China and US Financial Hegemony

I earlier submitted a post regarding the loss of US influence in Latin America and the growing commercial clout of China in that region. This has recently been highlighted by the US conflict with Argentina over their bond default. Little wonder the US with its heavy-handed approach has lost friends in Latin America. At a recent court hearing in the US, in an attack on US demands the legal counsel for Argentina, Blackman, said, “No state has ever before been asked to turn over the keys to its defense establishment, its national security establishment, its military establishment, the personal property of its president, and state officials”.

US aid is tied to a country’s willingness to support US foreign policy and financial policy dictates, a stark contrast to China’s policy and China is taking more aggressive steps to assert itself throughout.

China, together with the other members of BRICS, (Brasil, Russia, India and South Africa, has formed the NDB, New Development Bank which will challenge the IMF and its harsh demands as condition for financial aid. This will open the door for smaller and emerging nations to access to capital markets. The IMF, where the US holds veto power, has become another weapon the US uses to force political compliance in return for financial assistance from the IMF.

China is also using currency swaps to weaken the role of the US dollar and its status as a reserve currency. In addition to a recent currency swap agreement with Argentina; China has signed currency swap agreements with 27 other countries, Belarus, Brasil, Canada, ECB, Hong Kong, Iceland, Indonesia, Malaysia, Singapore, South Korea, Thailand, the UK and Uzbekistan.

This could make the Yuan an alternative to the US dollar for trade and finance, positioning the Yuan for convertibility and as a replacement of the US dollar as a reserve currency, something the BRICS members have long wanted.

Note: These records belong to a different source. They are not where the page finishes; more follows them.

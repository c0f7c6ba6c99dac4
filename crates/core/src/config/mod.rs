use std::path::Path;

use serde::{Deserialize, Serialize};

use crate::{audio::MIDI_MAX, Result, SortVizError};

/// Top-level configuration structure for the application.
#[derive(Debug, Clone, Default, PartialEq, Serialize, Deserialize)]
#[serde(default)]
pub struct AppConfig {
    pub audio: AudioConfig,
    pub playback: PlaybackConfig,
    pub render: RenderConfig,
}

impl AppConfig {
    /// Loads and validates a JSON configuration file. Missing sections and
    /// fields fall back to their defaults.
    pub fn from_path(path: impl AsRef<Path>) -> Result<Self> {
        let path = path.as_ref();
        let contents = std::fs::read_to_string(path)?;
        let config = Self::from_json_str(&contents)?;
        tracing::debug!(?path, "loaded configuration");
        Ok(config)
    }

    pub fn from_json_str(contents: &str) -> Result<Self> {
        let config: Self = serde_json::from_str(contents)?;
        config.validate()?;
        Ok(config)
    }

    pub fn validate(&self) -> Result<()> {
        self.audio.validate()?;
        self.render.validate()
    }
}

/// Configuration specific to note playback.
#[derive(Debug, Clone, PartialEq, Serialize, Deserialize)]
#[serde(default)]
pub struct AudioConfig {
    /// MIDI note of the lowest array value.
    pub base_note: u8,
    pub regular_velocity: u8,
    pub emphasized_velocity: u8,
}

impl Default for AudioConfig {
    fn default() -> Self {
        Self {
            base_note: 60,
            regular_velocity: 60,
            emphasized_velocity: 120,
        }
    }
}

impl AudioConfig {
    fn validate(&self) -> Result<()> {
        for (name, value) in [
            ("base_note", self.base_note),
            ("regular_velocity", self.regular_velocity),
            ("emphasized_velocity", self.emphasized_velocity),
        ] {
            if value > MIDI_MAX {
                return Err(SortVizError::InvalidConfig(format!(
                    "audio.{name} must be at most {MIDI_MAX}, got {value}"
                )));
            }
        }
        Ok(())
    }
}

/// Size of the shuffled array and the pace of the replay loop.
#[derive(Debug, Clone, PartialEq, Serialize, Deserialize)]
#[serde(default)]
pub struct PlaybackConfig {
    pub array_size: usize,
    pub step_delay_ms: u64,
    /// Fixed shuffle seed; a random one is drawn when absent.
    pub seed: Option<u64>,
}

impl Default for PlaybackConfig {
    fn default() -> Self {
        Self {
            array_size: 16,
            step_delay_ms: 50,
            seed: None,
        }
    }
}

/// Terminal area used by the bar chart, in character cells.
#[derive(Debug, Clone, PartialEq, Serialize, Deserialize)]
#[serde(default)]
pub struct RenderConfig {
    pub width: usize,
    pub height: usize,
}

impl Default for RenderConfig {
    fn default() -> Self {
        Self {
            width: 64,
            height: 16,
        }
    }
}

impl RenderConfig {
    fn validate(&self) -> Result<()> {
        if self.width == 0 || self.height == 0 {
            return Err(SortVizError::InvalidConfig(format!(
                "render area must be non-empty, got {}x{}",
                self.width, self.height
            )));
        }
        Ok(())
    }
}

I wrote in a previous post about the symbiotic alliance of Russia and China and the benefit the natural gas agreement would bring to Russia. Now, China as stepped forward with a public commitment to bolster the Ruble and Russian economy. On that news, the ruble jumped 4.9%. China’s commerce minister went on to say they would expand the currency swap with Russia.

India, a longtime ally of Russia, and member of BRICS, gave tacit agreement to private Indian business group to invest in Crimea, a slap in the face to the US, which is trying to enlist India as a regional counterbalance to China.

US foreign policy seems to be creating an ever-widening gap between an Anglo-American-Euro zone and the rest of the world and this will, in the longterm, benefit China.